As I sprinted down the beach, I felt like I was flying. I was on my morning run in the Coromandel region of New Zealand, listening to music by Thomas Bergersen.
My feet barely touched the ground. I was in some other time and space that seemed boundless. Colors around me were drenched and rich. The wind on my cheeks felt like a symphony of air, salt spray, and sun.
In this peak state I was in flow.
You know the feeling: Hours seem like minutes as you play music or make art. You hear snow whiz by as you ski down a steep slope or laugh with your team as you find a breakthrough strategy after weeks of struggle.
How can we be in flow more of the time?
While we know the feeling of flow, it may feel as though it’s fleeting, or unfamiliar, in most instances.
Based on our daily situations, this isn’t surprising. Tackling your taxes or dealing with a difficult employee feels overwhelming. Morning headlines leave you feeling dismayed. Your commute spikes your anxiety.
We naturally resist what doesn’t feel good or make sense. We shut down and stop feeling. We push, judge, and try to fix.
It’s this resistance that blocks what could be a more persistent flow state.
And, the resistance often has an important message for us, offering us clues about what we fear or avoid.
Recently I became aware of some inner resistance to letting go of the status quo in my life. It led me to a decision to leave the northwest after 36 years and move to California. When I saw the resistance as a friend, it revealed the deeper feelings that were hidden under my desire to stay in control of my life.
Recently I read this passage in the book called, Free to Move by Scott Sonnon, a five-time world martial arts champion known as the flow coach:
“The perfect fight involves zero resistance. You exist inextricably intertwined with your opponent. The excellence that the two of you engage betters each other. You cannot improve without him, nor he without you, nor both of you without the event. Loving your opponent enough to give him no quarter and to give him 100% of yourself for your mutual development is the perfect fight.”
The resistance is inside of us, not outside.
When we are willing to listen to the resistance and the emotions underneath it, we can let it go more easily. In the process, we may learn what we need and want, but are afraid to accept.

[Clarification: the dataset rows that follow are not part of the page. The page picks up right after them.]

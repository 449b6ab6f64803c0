//! The bounded FIFO between the display operations and the transmission scheduler.

use crate::lcd::hd44780::{LcdError, LcdResult};
use heapless::Deque;
use std::fmt::{Display, Formatter};

/// Default number of queued transmissions.
///
/// Each pending byte used to take two slots of a 256-byte buffer (tag and payload), so 128
/// entries hold the same backlog.
pub const DEFAULT_QUEUE_CAPACITY: usize = 128;

/// Tag byte marking an instruction in the tagged two-byte form.
pub const TAG_COMMAND: u8 = 0x40;
/// Tag byte marking a character in the tagged two-byte form.
pub const TAG_DATA: u8 = 0x80;

/// One byte waiting to be sent to the controller, either to the instruction register or to the
/// data register.
#[derive(Copy, Clone, Debug, Eq, PartialEq, Hash)]
pub enum QueueEntry {
    /// Sent with RS low.
    Command(u8),
    /// Sent with RS high.
    Data(u8),
}

impl QueueEntry {
    /// Decodes an entry from its tagged two-byte form (`tag`, `payload`).
    ///
    /// # Errors
    /// - [LcdError::ProtocolFault] if `tag` is neither [TAG_COMMAND] nor [TAG_DATA].
    pub fn from_tagged(tag: u8, payload: u8) -> LcdResult<Self> {
        match tag {
            TAG_COMMAND => Ok(QueueEntry::Command(payload)),
            TAG_DATA => Ok(QueueEntry::Data(payload)),
            _ => Err(LcdError::ProtocolFault(format!(
                "tag {:#04x} is neither data nor command",
                tag
            ))),
        }
    }

    /// Gets the tag byte of the tagged two-byte form.
    pub fn tag(&self) -> u8 {
        match self {
            QueueEntry::Command(_) => TAG_COMMAND,
            QueueEntry::Data(_) => TAG_DATA,
        }
    }

    pub fn payload(&self) -> u8 {
        match *self {
            QueueEntry::Command(byte) | QueueEntry::Data(byte) => byte,
        }
    }

    /// Gets the level of the RS line this entry is sent with.
    pub fn register_select(&self) -> bool {
        matches!(self, QueueEntry::Data(_))
    }

    /// Splits the payload into the two nibbles of a 4-bit transfer, high nibble first.
    pub fn nibbles(&self) -> [u8; 2] {
        let byte = self.payload();
        [(byte >> 4) & 0x0F, byte & 0x0F]
    }
}

impl Display for QueueEntry {
    fn fmt(&self, f: &mut Formatter<'_>) -> std::fmt::Result {
        match self {
            QueueEntry::Command(byte) => write!(f, "command {:#04x}", byte),
            QueueEntry::Data(byte) if byte.is_ascii_graphic() || *byte == b' ' => {
                write!(f, "data {:#04x} ({:?})", byte, *byte as char)
            }
            QueueEntry::Data(byte) => write!(f, "data {:#04x}", byte),
        }
    }
}

/// Bounded first-in-first-out queue of [QueueEntry] values.
///
/// The capacity is fixed by the `N` parameter. A full queue rejects new entries and leaves the
/// queued ones untouched and in order.
#[derive(Debug, Clone)]
pub struct CommandQueue<const N: usize = DEFAULT_QUEUE_CAPACITY> {
    entries: Deque<QueueEntry, N>,
}

impl<const N: usize> CommandQueue<N> {
    pub const fn new() -> Self {
        CommandQueue {
            entries: Deque::new(),
        }
    }

    /// Appends an entry at the tail.
    ///
    /// # Errors
    /// - [LcdError::QueueFull] if there is no free slot left.
    pub fn enqueue(&mut self, entry: QueueEntry) -> LcdResult<()> {
        self.entries
            .push_back(entry)
            .map_err(|_| LcdError::QueueFull)
    }

    /// Appends all `entries`, or none of them if they do not all fit.
    ///
    /// A multi-byte operation (a string, a repeated shift) is never left half-queued.
    pub fn enqueue_all<I>(&mut self, entries: I) -> LcdResult<()>
    where
        I: IntoIterator<Item = QueueEntry>,
        I::IntoIter: ExactSizeIterator,
    {
        let entries = entries.into_iter();
        if entries.len() > self.remaining() {
            return Err(LcdError::QueueFull);
        }
        for entry in entries {
            self.enqueue(entry)?;
        }
        Ok(())
    }

    /// Removes and returns the head entry.
    pub fn dequeue(&mut self) -> Option<QueueEntry> {
        self.entries.pop_front()
    }

    pub fn peek(&self) -> Option<&QueueEntry> {
        self.entries.front()
    }

    pub fn is_empty(&self) -> bool {
        self.entries.is_empty()
    }

    pub fn is_full(&self) -> bool {
        self.entries.is_full()
    }

    pub fn len(&self) -> usize {
        self.entries.len()
    }

    pub fn capacity(&self) -> usize {
        N
    }

    /// Gets the number of free slots.
    pub fn remaining(&self) -> usize {
        N - self.entries.len()
    }

    /// Drops every pending entry.
    pub fn clear(&mut self) {
        self.entries.clear();
    }

    /// Iterates over the pending entries, head first.
    pub fn iter(&self) -> impl Iterator<Item = &QueueEntry> {
        self.entries.iter()
    }
}

impl<const N: usize> Default for CommandQueue<N> {
    fn default() -> Self {
        Self::new()
    }
}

How do we do that, especially when we are in fight or flight mode?
Recognize that you are in resistance. Then, pause. (You may need to leave the scene, take a walk, or listen to music in order to pause.) Breathe into your lower belly, your heart, and all the way to the top of your head.Inhale any quality that feels good (trust, gratitude) and exhale compassion for yourself.Keep breathing until you can feel your body and your emotions.Notice your inner sensations as if you are an explorer.What are their textures, colors, temperatures, sizes and shapes?Breathe into those sensations until they begin to shift and release. Ask the resistance and underlying emotions what message they have for you? Listen quietly and then write down what you receive.
Let your awareness and breath return you to the present moment. This is where flow lives.
How and when do you find flow in your life and work, especially in the challenges? What have you learned from your resistance?